Late Sunday morning, I left Gadsden and drove an hour to Talladega to visit with my fifty-one-year friend, Judy, and family. That visit began with a baby shower for Judy’s daughter (and my namesake) Patti Anne. Patti Anne and husband Justin, parents of seven-year-old Suzy, are expecting a son in March. The shower was lovely, and friends and family enjoyed being together to celebrate the soon to be arrival of baby Jake Bryan.
The next day Judy and I started our day with a lovely lunch, then we went antiquing, which is one of our favorite things to do! The day ended with a delicious dinner at Patti Anne’s. I am glad that I had finally recovered from my long drive and remembered to get some photos of these friends and even other things.
I left Judy’s the next morning and drove to Atlanta to meet Mike for a meeting. We will leave Atlanta on Friday and drive to our daughter Tara’s on the other side of Georgia to celebrate our middle granddaughter, Elsie’s, twelfth birthday.
This is the trip that I made a comment about in last week’s post. The comment was about dreading all of the travelling I would be doing. I am so glad that I made the effort.

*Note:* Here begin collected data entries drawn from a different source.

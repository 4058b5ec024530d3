//! The CLI's own run-configuration file (TOML), distinct from the
//! engine's `EngineConfig`: this is what a human hand-edits before a
//! run, merged into an `EngineConfig` at startup (SPEC_FULL.md
//! "Configuration").

use serde::Deserialize;

#[derive(Debug, Default, Deserialize)]
#[serde(default, rename_all = "snake_case")]
pub struct RunOptions {
    pub default_tolerance: Option<f64>,
    pub continue_on_period_failure: Option<bool>,
    pub parallel: Option<bool>,
}

impl RunOptions {
    pub fn apply(&self, config: &mut fiscaldag_engine::EngineConfig) {
        if let Some(tolerance) = self.default_tolerance {
            config.default_tolerance = tolerance;
        }
        if let Some(continue_on_failure) = self.continue_on_period_failure {
            config.continue_on_period_failure = continue_on_failure;
        }
        if let Some(parallel) = self.parallel {
            config.parallel = parallel;
        }
    }
}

I moved from Alabama to North Carolina in 1981, leaving these wonderful friends behind. In the intervening thirty-eight years, we have all done our part to keep our relationships strong. We have travelled across states at least once a year and some years more often to remain close, and to be there for each other’s major life events, including weddings, birthdays, and also, funerals. Had we not done so, it is likely that our close bonds would have not stood the test of time and distance. It has not always been easy, but it has always been worth it.
Relationships do not stay strong without time and effort spent. We make decisions every day by our behavior whether to develop strong bonds with others, or not. Some of our behaviors in this regard are not consciously made, but they are made, nonetheless.
Sometimes relationships die due to lack of attention. Sometimes they die for other reasons, such as unresolved conflict. It is sad when the latter happens, but it is usually because the relationships weren’t strong to begin with; they may have been for a reason or a season, not for a lifetime.
We have all heard it said that no one on their death bed ever wishes they had spent more time at the office. Instead, they regret not having spent more time with their loved ones.
Time is a finite resource. We only have so much time that we can give to anyone or anything. It behooves us to choose carefully. I am so glad to have chosen these lifelong friends, and them, me. My life is richer because of them.